These findings have implications for the cortical locus of learning of the location cue, and therefore also for what exactly about the stimulus is learned. The strong and pervasive influence of stimulus' retinal location, combined with our lack of success in training other types of location as cues to appearance, suggest that holistic object rotation may not be the perceptual attribute that becomes contingent on the new cue. Whole-object representations are generally considered to be due to activity in cortical areas that are far less selective for retinal location, such as lateral occipital cortex (Grill-Spector et al.,
1998; Lerner, Hendler, Ben-Bashat, Harel, & Malach,
2001).
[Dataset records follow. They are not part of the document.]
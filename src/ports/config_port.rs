//! Configuration access port.

pub trait ConfigPort {
    fn get_string(&self, section: &str, key: &str) -> Option<String>;
    fn get_int(&self, section: &str, key: &str, default: i64) -> i64;
    fn get_double(&self, section: &str, key: &str, default: f64) -> f64;
    fn get_bool(&self, section: &str, key: &str, default: bool) -> bool;
}
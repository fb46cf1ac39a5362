use crate::support::*;
use axum::http::StatusCode;
use quarry::db::search::SearchRequest;
use quarry::models::{BlogMapper, UserMapper};

async fn user_names(app: &TestApp, query: &str) -> anyhow::Result<Vec<String>> {
    let (status, page) = app
        .get(&search_uri("users", &[("query", query), ("sortBy", "name")]))
        .await?;
    assert_status(status, StatusCode::OK, query);
    Ok(content_field(&page, "name")?
        .into_iter()
        .map(str::to_string)
        .collect())
}

#[tokio::test]
async fn blank_query_matches_everything() -> anyhow::Result<()> {
    let app = TestApp::new()?;
    let engine = &app.state.search_engine;

    let unfiltered = engine
        .search(&UserMapper, &SearchRequest::new(10, 0))
        .await?;
    for query in ["", "   "] {
        let page = engine
            .search(&UserMapper, &SearchRequest::new(10, 0).with_query(query))
            .await?;
        assert_eq!(page, unfiltered, "query {query:?}");
    }
    assert_eq!(unfiltered.total_elements, 3);
    Ok(())
}

#[tokio::test]
async fn contains_is_case_insensitive() -> anyhow::Result<()> {
    let app = TestApp::new()?;
    let (status, page) = app
        .get(&search_uri(
            "users",
            &[("query", "name contains 'a'"), ("sortBy", "name"), ("sortDir", "ASC")],
        ))
        .await?;
    assert_status(status, StatusCode::OK, "contains");
    assert_eq!(content_field(&page, "name")?, vec!["Alice", "Carol"]);
    assert_eq!(total_elements(&page)?, 2);
    Ok(())
}

#[tokio::test]
async fn string_equality_is_exact() -> anyhow::Result<()> {
    let app = TestApp::new()?;
    assert_eq!(user_names(&app, "name = 'Bob'").await?, vec!["Bob"]);
    assert!(user_names(&app, "name = 'bob'").await?.is_empty());
    assert_eq!(user_names(&app, "email endswith '.ORG'").await?, vec!["Carol"]);
    assert_eq!(user_names(&app, "username sw \"al\"").await?, vec!["Alice"]);
    Ok(())
}

#[tokio::test]
async fn numbers_booleans_and_dates() -> anyhow::Result<()> {
    let app = TestApp::new()?;
    assert_eq!(user_names(&app, "age > 30").await?, vec!["Alice", "Carol"]);
    assert_eq!(user_names(&app, "age le 27").await?, vec!["Bob"]);
    assert_eq!(user_names(&app, "active eq false").await?, vec!["Bob"]);
    assert_eq!(
        user_names(&app, "created_at >= '2024-06-01'").await?,
        vec!["Bob", "Carol"]
    );
    Ok(())
}

#[tokio::test]
async fn boolean_operators_and_grouping() -> anyhow::Result<()> {
    let app = TestApp::new()?;
    // and binds tighter than or
    assert_eq!(
        user_names(&app, "name = 'Bob' or age > 40 and active = true").await?,
        vec!["Bob", "Carol"]
    );
    assert_eq!(
        user_names(&app, "(name = 'Bob' or age > 40) and active = false").await?,
        vec!["Bob"]
    );
    assert_eq!(
        user_names(&app, "not(name contains 'o') AND age != 45").await?,
        vec!["Alice"]
    );
    Ok(())
}

#[tokio::test]
async fn ne_and_not_match_missing_fields() -> anyhow::Result<()> {
    let app = TestApp::new()?;
    let engine = &app.state.search_engine;

    // b3 has no created_at.
    let page = engine
        .search(
            &BlogMapper,
            &SearchRequest::new(10, 0).with_query("not(created_at < '2030-01-01')"),
        )
        .await?;
    let ids: Vec<_> = page.content.iter().map(|b| b.id.as_str()).collect();
    assert_eq!(ids, vec!["b3"]);

    let page = engine
        .search(
            &BlogMapper,
            &SearchRequest::new(10, 0).with_query("category ne 'cooking'"),
        )
        .await?;
    assert_eq!(page.total_elements, 2);
    Ok(())
}

#[tokio::test]
async fn blogs_filter_on_their_own_schema() -> anyhow::Result<()> {
    let app = TestApp::new()?;
    let (status, page) = app
        .get(&search_uri(
            "blogs",
            &[
                ("query", "category = 'programming' and published = true"),
                ("sortBy", "views"),
                ("sortDir", "desc"),
            ],
        ))
        .await?;
    assert_status(status, StatusCode::OK, "blog search");
    assert_eq!(content_field(&page, "id")?, vec!["b1"]);

    // A users-only field is unknown to blogs.
    let (status, body) = app
        .get(&search_uri("blogs", &[("query", "age > 3")]))
        .await?;
    assert_status(status, StatusCode::BAD_REQUEST, "unknown blog field");
    assert_error_kind(&body, "malformed_query");
    Ok(())
}
//! Layer factories for middleware

use tower_http::{
    classify::{ServerErrorsAsFailures, SharedClassifier},
    cors::{AllowOrigin, Any, CorsLayer},
    trace::{DefaultMakeSpan, DefaultOnResponse, TraceLayer},
};
use tracing::Level;

/// Request tracing: one span per request, response status and latency at INFO.
pub fn trace() -> TraceLayer<SharedClassifier<ServerErrorsAsFailures>> {
    TraceLayer::new_for_http()
        .make_span_with(DefaultMakeSpan::new().level(Level::INFO))
        .on_response(DefaultOnResponse::new().level(Level::INFO))
}

/// CORS middleware
pub fn cors(origins: &[String]) -> CorsLayer {
    if origins.is_empty() {
        return CorsLayer::new();
    }

    let header_values: Vec<_> = origins
        .iter()
        .filter_map(|origin| axum::http::HeaderValue::from_str(origin).ok())
        .collect();

    // Every configured origin was invalid.
    if header_values.is_empty() {
        return CorsLayer::new();
    }

    CorsLayer::new()
        .allow_origin(AllowOrigin::list(header_values))
        .allow_methods(Any)
        .allow_headers(Any)
}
Our results are more compatible with the known tuning properties of macaque MT, where the velocity and disparity of edge components and surface dots in our stimuli could be encoded (DeAngelis, Cumming, & Newsome,
1998; DeAngelis & Uka,
2003; Maunsell & Van Essen,
1983a,
1983b). Indeed, MT responses in both macaque (Bradley, Chang, & Andersen,
1998; Dodd, Krug, Cumming, & Parker,
2001; Grunewald, Bradley, & Andersen,
2002) and humans (Brouwer & van Ee,
2007) have been shown to correlate with perceptual outcome for ambiguous structure-from-motion stimuli similar to those used here.